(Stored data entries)

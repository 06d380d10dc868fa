//! Configuration management for mqdash.
//!
//! Loads configuration from ${MQDASH_HOME}/config.toml with sensible defaults.

use std::fs;
use std::path::Path;
use std::time::Duration;

use anyhow::{Context, Result};
use serde::{Deserialize, Serialize};

/// Main configuration structure.
///
/// One structure covers every deployment variant: pointing the client at a
/// different backend is a `base_url` change, and running against a backend
/// without authentication is `enable_token_auth = false`, never a separate
/// bootstrap file.
#[derive(Debug, Clone, Serialize, Deserialize)]
#[serde(default)]
pub struct Config {
    /// Base URL of the device-management backend
    pub base_url: String,

    /// Send and store backend cookies with every call
    pub with_credentials: bool,

    /// Attach the stored session token as a bearer credential and
    /// enforce authorization on guarded views
    pub enable_token_auth: bool,

    /// Per-request timeout in seconds (0 disables)
    pub request_timeout_secs: u32,
}

impl Default for Config {
    fn default() -> Self {
        Self {
            base_url: Self::DEFAULT_BASE_URL.to_string(),
            with_credentials: true,
            enable_token_auth: true,
            request_timeout_secs: Self::DEFAULT_REQUEST_TIMEOUT_SECS,
        }
    }
}

impl Config {
    const DEFAULT_BASE_URL: &str = "http://localhost:8000";
    const DEFAULT_REQUEST_TIMEOUT_SECS: u32 = 30;

    /// Loads configuration from the default config path.
    pub fn load() -> Result<Self> {
        Self::load_from(&paths::config_path())
    }

    /// Loads configuration from a specific path.
    /// Returns defaults if file doesn't exist.
    pub fn load_from(path: &Path) -> Result<Self> {
        if path.exists() {
            let contents = fs::read_to_string(path)
                .with_context(|| format!("Failed to read config from {}", path.display()))?;
            toml::from_str(&contents)
                .with_context(|| format!("Failed to parse config from {}", path.display()))
        } else {
            Ok(Config::default())
        }
    }

    /// Resolves the effective base URL with precedence: env > config.
    ///
    /// `MQDASH_BASE_URL` overrides the config file, matching how deployments
    /// point a single build at different backends.
    ///
    /// # Errors
    /// Returns an error if the resolved value is not a well-formed URL.
    pub fn effective_base_url(&self) -> Result<String> {
        if let Ok(env_url) = std::env::var("MQDASH_BASE_URL") {
            let trimmed = env_url.trim();
            if !trimmed.is_empty() {
                validate_url(trimmed)?;
                return Ok(trimmed.trim_end_matches('/').to_string());
            }
        }

        let trimmed = self.base_url.trim();
        validate_url(trimmed)?;
        Ok(trimmed.trim_end_matches('/').to_string())
    }

    pub fn request_timeout(&self) -> Option<Duration> {
        if self.request_timeout_secs == 0 {
            None
        } else {
            Some(Duration::from_secs(u64::from(self.request_timeout_secs)))
        }
    }

    /// Initializes a config file with the default template.
    ///
    /// # Errors
    /// Returns an error if the file already exists or cannot be written.
    pub fn init(path: &Path) -> Result<()> {
        if path.exists() {
            anyhow::bail!("Config already exists at {}", path.display());
        }
        Self::write_config(path, default_config_template())
    }

    /// Saves only the base_url field to the config file.
    ///
    /// Creates the file if it doesn't exist.
    /// Preserves existing fields and comments using toml_edit.
    pub fn save_base_url(base_url: &str) -> Result<()> {
        Self::save_base_url_to(&paths::config_path(), base_url)
    }

    /// Saves only the base_url field to a specific config file path.
    pub fn save_base_url_to(path: &Path, base_url: &str) -> Result<()> {
        use toml_edit::{DocumentMut, value};

        validate_url(base_url)?;

        let contents = if path.exists() {
            fs::read_to_string(path)
                .with_context(|| format!("Failed to read config from {}", path.display()))?
        } else {
            default_config_template().to_string()
        };

        let mut doc: DocumentMut = contents
            .parse()
            .with_context(|| format!("Failed to parse config from {}", path.display()))?;

        doc["base_url"] = value(base_url);

        Self::write_config(path, &doc.to_string())
    }

    fn write_config(path: &Path, contents: &str) -> Result<()> {
        if let Some(parent) = path.parent() {
            fs::create_dir_all(parent)
                .with_context(|| format!("Failed to create directory {}", parent.display()))?;
        }
        fs::write(path, contents)
            .with_context(|| format!("Failed to write config to {}", path.display()))
    }
}

fn validate_url(url: &str) -> Result<()> {
    url::Url::parse(url).with_context(|| format!("Invalid base URL: {url}"))?;
    Ok(())
}

/// Default config.toml template with comments.
fn default_config_template() -> &'static str {
    r#"# mqdash configuration

# Base URL of the device-management backend.
# Overridden by the MQDASH_BASE_URL environment variable.
base_url = "http://localhost:8000"

# Send and store backend cookies with every call.
with_credentials = true

# Attach the stored session token as a bearer credential and
# enforce authorization on guarded views.
enable_token_auth = true

# Per-request timeout in seconds (0 disables).
request_timeout_secs = 30
"#
}

pub mod paths {
    //! Path resolution for mqdash configuration and session state.
    //!
    //! MQDASH_HOME resolution order:
    //! 1. MQDASH_HOME environment variable (if set)
    //! 2. ~/.config/mqdash (default)

    use std::path::PathBuf;

    /// Returns the mqdash home directory.
    ///
    /// Checks MQDASH_HOME env var first, falls back to ~/.config/mqdash
    pub fn mqdash_home() -> PathBuf {
        if let Ok(home) = std::env::var("MQDASH_HOME") {
            return PathBuf::from(home);
        }

        dirs::home_dir()
            .map(|h| h.join(".config").join("mqdash"))
            .expect("Could not determine home directory")
    }

    /// Returns the path to the config.toml file.
    pub fn config_path() -> PathBuf {
        mqdash_home().join("config.toml")
    }

    /// Returns the path to the persisted session file.
    pub fn session_path() -> PathBuf {
        mqdash_home().join("session.json")
    }
}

* Prompt *
Which lines of the records hold the string "every"? Copy each one.

* Task answer *
/// One structure covers every deployment variant: pointing the client at a
    /// Send and store backend cookies with every call
# Send and store backend cookies with every call.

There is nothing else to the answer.